▸ **What to do**
Copy word for word the lines from the start of the records through the line that contains "use super::types::SharingDecision;", both included.

______

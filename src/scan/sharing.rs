//! Sharing Gate.
//!
//! `Closed → Open → {Confirmed(consent) | Cancelled} → Closed`. Confirming
//! needs the acknowledgment flag whatever the consent value; every close
//! wipes the dialog's local flags so reopening starts fresh.

use serde::Serialize;

use super::types::SharingDecision;
use super::ScanError;

#[derive(Debug, Clone, Copy, PartialEq, Eq, Default, Serialize)]
#[serde(tag = "state", rename_all = "snake_case")]
pub enum GateState {
    #[default]
    Closed,
    Open {
        consent: bool,
        acknowledged: bool,
    },
}

#[derive(Debug, Default)]
pub struct SharingGate {
    state: GateState,
}

impl SharingGate {
    pub fn new() -> Self {
        Self::default()
    }

    pub fn state(&self) -> GateState {
        self.state
    }

    pub fn is_open(&self) -> bool {
        matches!(self.state, GateState::Open { .. })
    }

    /// Open the dialog. Re-opening an open dialog keeps its flags.
    pub fn open(&mut self) {
        if !self.is_open() {
            self.state = GateState::Open {
                consent: false,
                acknowledged: false,
            };
        }
    }

    /// Returns `false` when the dialog is closed and nothing changed.
    pub fn set_consent(&mut self, value: bool) -> bool {
        match &mut self.state {
            GateState::Open { consent, .. } => {
                *consent = value;
                true
            }
            GateState::Closed => false,
        }
    }

    /// Returns `false` when the dialog is closed and nothing changed.
    pub fn set_acknowledged(&mut self, value: bool) -> bool {
        match &mut self.state {
            GateState::Open { acknowledged, .. } => {
                *acknowledged = value;
                true
            }
            GateState::Closed => false,
        }
    }

    pub fn cancel(&mut self) {
        self.state = GateState::Closed;
    }

    /// Close with a decision. Without acknowledgment the dialog stays open.
    pub fn confirm(&mut self) -> Result<SharingDecision, ScanError> {
        match self.state {
            GateState::Closed => Err(ScanError::AcknowledgementRequired),
            GateState::Open {
                acknowledged: false,
                ..
            } => Err(ScanError::AcknowledgementRequired),
            GateState::Open {
                consent,
                acknowledged: true,
            } => {
                self.state = GateState::Closed;
                Ok(SharingDecision {
                    consent,
                    acknowledged: true,
                })
            }
        }
    }
}
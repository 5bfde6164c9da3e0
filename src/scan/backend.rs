//! Remote scan backend: skin classifier, the two analysis endpoints, and
//! the share/approve call.
//!
//! `ScanBackend` is the seam the pipeline talks to. `HttpScanBackend` is the
//! production implementation over `reqwest`; tests swap in a scripted mock.

use std::sync::Arc;
use std::time::Duration;

use futures_util::future::BoxFuture;
use futures_util::FutureExt;
use reqwest::multipart::{Form, Part};
use reqwest::{RequestBuilder, Response};
use serde::de::DeserializeOwned;
use serde::Serialize;
use tracing::{debug, warn};

use super::result::{ImageAnalysisResponse, SkinCheckResponse, TextAnalysisResponse};
use super::types::NormalizedImage;
use crate::config::ScanConfig;
use crate::session::SessionContext;

#[derive(Debug, thiserror::Error)]
pub enum BackendError {
    #[error("Cannot reach scan backend at {0}")]
    Connection(String),

    #[error("Request timed out")]
    Timeout,

    #[error("HTTP client error: {0}")]
    HttpClient(String),

    #[error("Backend returned HTTP {status}: {body}")]
    Status { status: u16, body: String },

    #[error("Response parsing error: {0}")]
    ResponseParsing(String),

    #[error("Invalid response: {0}")]
    InvalidResponse(String),
}

/// Operations the scan pipeline needs from the remote backend.
///
/// Arguments are owned so each call can be moved into a spawned task.
pub trait ScanBackend: Send + Sync {
    /// Lightweight classifier: does the image plausibly show a skin condition?
    fn classify_skin(
        &self,
        image: Arc<NormalizedImage>,
    ) -> BoxFuture<'_, Result<SkinCheckResponse, BackendError>>;

    fn analyze_image(
        &self,
        image: Arc<NormalizedImage>,
        symptoms: Option<String>,
        user_id: Option<String>,
    ) -> BoxFuture<'_, Result<ImageAnalysisResponse, BackendError>>;

    fn analyze_text(
        &self,
        symptoms: String,
        consent: bool,
    ) -> BoxFuture<'_, Result<TextAnalysisResponse, BackendError>>;

    /// Mark a result as shareable. Idempotent, keyed by the result id.
    fn share_result(&self, result_id: String, consent: bool) -> BoxFuture<'_, Result<(), BackendError>>;
}

// ═══════════════════════════════════════════════════════════
// HttpScanBackend
// ═══════════════════════════════════════════════════════════

#[derive(Serialize)]
struct TextAnalysisRequest<'a> {
    symptoms: &'a str,
    consent: bool,
}

#[derive(Serialize)]
struct ShareRequest {
    consent: bool,
}

/// `reqwest` client for the scan REST API.
pub struct HttpScanBackend {
    client: reqwest::Client,
    config: ScanConfig,
    session: Arc<dyn SessionContext>,
}

impl HttpScanBackend {
    pub fn new(config: ScanConfig, session: Arc<dyn SessionContext>) -> Result<Self, BackendError> {
        let client = reqwest::Client::builder()
            .connect_timeout(config.connect_timeout)
            .build()
            .map_err(|e| BackendError::HttpClient(e.to_string()))?;

        Ok(Self {
            client,
            config,
            session,
        })
    }

    fn post(&self, path: &str, timeout: Duration) -> RequestBuilder {
        let request = self.client.post(self.config.url(path)).timeout(timeout);
        match self.session.current_token() {
            Some(token) => request.bearer_auth(token),
            None => request,
        }
    }

    async fn send(&self, request: RequestBuilder, endpoint: &'static str) -> Result<Response, BackendError> {
        let response = request.send().await.map_err(|e| {
            if e.is_timeout() {
                BackendError::Timeout
            } else if e.is_connect() {
                BackendError::Connection(self.config.api_url.clone())
            } else {
                BackendError::HttpClient(e.to_string())
            }
        })?;

        let status = response.status();
        if !status.is_success() {
            let body = response.text().await.unwrap_or_default();
            warn!(endpoint, status = status.as_u16(), "Scan backend returned an error status");
            return Err(BackendError::Status {
                status: status.as_u16(),
                body,
            });
        }
        debug!(endpoint, status = status.as_u16(), "Scan backend responded");
        Ok(response)
    }

    async fn send_json<T: DeserializeOwned>(
        &self,
        request: RequestBuilder,
        endpoint: &'static str,
    ) -> Result<T, BackendError> {
        self.send(request, endpoint)
            .await?
            .json::<T>()
            .await
            .map_err(|e| BackendError::ResponseParsing(e.to_string()))
    }
}

fn image_part(image: &NormalizedImage) -> Result<Part, BackendError> {
    Part::bytes(image.bytes.clone())
        .file_name(format!("scan.{}", image.extension()))
        .mime_str(&image.media_type)
        .map_err(|e| BackendError::HttpClient(e.to_string()))
}

impl ScanBackend for HttpScanBackend {
    fn classify_skin(
        &self,
        image: Arc<NormalizedImage>,
    ) -> BoxFuture<'_, Result<SkinCheckResponse, BackendError>> {
        async move {
            let form = Form::new().part("image", image_part(&image)?);
            let request = self
                .post(&self.config.endpoints.skin_check, self.config.classifier_timeout)
                .multipart(form);
            self.send_json(request, "skin_check").await
        }
        .boxed()
    }

    fn analyze_image(
        &self,
        image: Arc<NormalizedImage>,
        symptoms: Option<String>,
        user_id: Option<String>,
    ) -> BoxFuture<'_, Result<ImageAnalysisResponse, BackendError>> {
        async move {
            let mut form = Form::new().part("image", image_part(&image)?);
            if let Some(symptoms) = symptoms {
                form = form.text("symptoms", symptoms);
            }
            if let Some(user_id) = user_id {
                form = form.text("user_id", user_id);
            }
            let request = self
                .post(&self.config.endpoints.analyze_image, self.config.analysis_timeout)
                .multipart(form);
            self.send_json(request, "analyze_image").await
        }
        .boxed()
    }

    fn analyze_text(
        &self,
        symptoms: String,
        consent: bool,
    ) -> BoxFuture<'_, Result<TextAnalysisResponse, BackendError>> {
        async move {
            let body = TextAnalysisRequest {
                symptoms: &symptoms,
                consent,
            };
            let request = self
                .post(&self.config.endpoints.analyze_text, self.config.analysis_timeout)
                .json(&body);
            self.send_json(request, "analyze_text").await
        }
        .boxed()
    }

    fn share_result(&self, result_id: String, consent: bool) -> BoxFuture<'_, Result<(), BackendError>> {
        async move {
            let path = self.config.endpoints.share_path(&result_id);
            let request = self
                .post(&path, self.config.classifier_timeout)
                .json(&ShareRequest { consent });
            self.send(request, "share").await.map(|_| ())
        }
        .boxed()
    }
}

______

▸ **Result of the task**
filename src/scan/sharing.rs
//! Sharing Gate.
//!
//! `Closed → Open → {Confirmed(consent) | Cancelled} → Closed`. Confirming
//! needs the acknowledgment flag whatever the consent value; every close
//! wipes the dialog's local flags so reopening starts fresh.

use serde::Serialize;

use super::types::SharingDecision;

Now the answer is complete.